• **RECORDED INFORMATION**

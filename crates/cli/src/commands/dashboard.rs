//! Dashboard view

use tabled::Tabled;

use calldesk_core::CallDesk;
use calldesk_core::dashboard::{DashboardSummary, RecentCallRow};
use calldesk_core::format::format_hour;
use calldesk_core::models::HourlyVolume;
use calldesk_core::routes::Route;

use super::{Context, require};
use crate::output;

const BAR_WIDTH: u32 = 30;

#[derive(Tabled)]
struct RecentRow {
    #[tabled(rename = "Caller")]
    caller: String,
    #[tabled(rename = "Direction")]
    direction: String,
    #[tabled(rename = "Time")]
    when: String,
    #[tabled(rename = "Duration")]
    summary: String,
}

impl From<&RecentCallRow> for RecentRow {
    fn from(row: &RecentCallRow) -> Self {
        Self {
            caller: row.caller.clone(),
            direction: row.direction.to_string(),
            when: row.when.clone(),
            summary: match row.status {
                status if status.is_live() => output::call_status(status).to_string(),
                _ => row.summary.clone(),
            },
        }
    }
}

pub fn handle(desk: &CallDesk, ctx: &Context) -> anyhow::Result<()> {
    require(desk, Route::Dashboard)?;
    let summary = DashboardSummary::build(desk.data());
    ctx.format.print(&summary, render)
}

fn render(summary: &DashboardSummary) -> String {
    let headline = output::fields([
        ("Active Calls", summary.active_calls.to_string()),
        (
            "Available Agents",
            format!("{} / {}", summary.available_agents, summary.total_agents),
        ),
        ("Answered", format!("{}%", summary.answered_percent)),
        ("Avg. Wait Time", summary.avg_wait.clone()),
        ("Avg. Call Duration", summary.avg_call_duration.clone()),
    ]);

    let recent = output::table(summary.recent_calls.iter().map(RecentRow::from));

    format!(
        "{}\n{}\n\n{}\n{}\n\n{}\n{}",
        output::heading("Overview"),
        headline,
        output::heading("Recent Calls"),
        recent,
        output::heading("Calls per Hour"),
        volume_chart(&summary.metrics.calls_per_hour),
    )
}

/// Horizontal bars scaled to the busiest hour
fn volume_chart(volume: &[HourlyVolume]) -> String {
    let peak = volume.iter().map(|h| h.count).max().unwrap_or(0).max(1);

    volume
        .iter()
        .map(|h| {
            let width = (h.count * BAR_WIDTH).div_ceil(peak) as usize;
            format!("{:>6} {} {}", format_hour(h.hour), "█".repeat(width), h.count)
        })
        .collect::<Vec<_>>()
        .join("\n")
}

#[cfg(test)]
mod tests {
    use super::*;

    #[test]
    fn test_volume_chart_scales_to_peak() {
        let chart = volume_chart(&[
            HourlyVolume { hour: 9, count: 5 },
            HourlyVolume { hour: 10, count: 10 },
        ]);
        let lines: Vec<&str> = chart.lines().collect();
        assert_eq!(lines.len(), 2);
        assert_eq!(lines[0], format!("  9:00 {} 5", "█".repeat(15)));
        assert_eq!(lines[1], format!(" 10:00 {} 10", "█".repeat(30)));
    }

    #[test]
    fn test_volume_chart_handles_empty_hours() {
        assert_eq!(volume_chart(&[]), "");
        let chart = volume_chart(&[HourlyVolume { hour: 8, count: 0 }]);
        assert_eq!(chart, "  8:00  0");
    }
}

---

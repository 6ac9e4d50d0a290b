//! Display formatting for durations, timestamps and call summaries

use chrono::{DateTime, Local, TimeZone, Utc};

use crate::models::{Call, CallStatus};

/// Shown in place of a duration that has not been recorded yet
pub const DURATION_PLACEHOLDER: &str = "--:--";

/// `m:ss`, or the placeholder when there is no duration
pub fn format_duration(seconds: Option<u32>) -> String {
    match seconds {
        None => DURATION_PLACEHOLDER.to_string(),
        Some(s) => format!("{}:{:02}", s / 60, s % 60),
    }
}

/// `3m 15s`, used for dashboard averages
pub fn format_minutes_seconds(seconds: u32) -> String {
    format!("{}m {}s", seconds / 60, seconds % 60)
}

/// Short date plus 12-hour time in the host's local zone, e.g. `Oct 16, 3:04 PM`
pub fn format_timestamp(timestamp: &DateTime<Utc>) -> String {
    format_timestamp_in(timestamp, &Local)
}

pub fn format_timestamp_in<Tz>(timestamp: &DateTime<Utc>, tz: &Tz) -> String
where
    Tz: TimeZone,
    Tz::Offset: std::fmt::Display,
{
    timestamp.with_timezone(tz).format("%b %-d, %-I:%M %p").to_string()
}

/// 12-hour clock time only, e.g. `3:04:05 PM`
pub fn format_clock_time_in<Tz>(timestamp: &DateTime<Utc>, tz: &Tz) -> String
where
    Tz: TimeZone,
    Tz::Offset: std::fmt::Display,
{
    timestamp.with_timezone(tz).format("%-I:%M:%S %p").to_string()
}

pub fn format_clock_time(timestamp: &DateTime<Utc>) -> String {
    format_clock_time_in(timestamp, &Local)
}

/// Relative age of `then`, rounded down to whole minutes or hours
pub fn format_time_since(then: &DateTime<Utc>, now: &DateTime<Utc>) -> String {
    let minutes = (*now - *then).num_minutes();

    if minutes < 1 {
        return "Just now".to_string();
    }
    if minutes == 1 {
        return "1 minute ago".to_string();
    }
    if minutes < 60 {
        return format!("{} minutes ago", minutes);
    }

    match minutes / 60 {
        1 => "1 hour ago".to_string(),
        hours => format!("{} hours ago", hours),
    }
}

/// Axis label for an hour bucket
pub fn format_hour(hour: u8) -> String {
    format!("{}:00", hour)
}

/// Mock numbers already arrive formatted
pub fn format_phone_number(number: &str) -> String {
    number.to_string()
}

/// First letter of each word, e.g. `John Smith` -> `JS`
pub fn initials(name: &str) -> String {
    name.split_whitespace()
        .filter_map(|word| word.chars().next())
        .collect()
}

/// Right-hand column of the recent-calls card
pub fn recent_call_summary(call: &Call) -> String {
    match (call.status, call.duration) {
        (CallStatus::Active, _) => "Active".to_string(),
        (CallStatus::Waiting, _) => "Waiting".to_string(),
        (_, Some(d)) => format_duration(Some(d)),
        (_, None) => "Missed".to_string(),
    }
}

• **WHAT YOU SHOULD DO**
Across the records above, return every line that contains the word "match".

• **SOLUTION FOR THIS PROBLEM**
            summary: match row.status {
    match seconds {
    match minutes / 60 {
    match (call.status, call.duration) {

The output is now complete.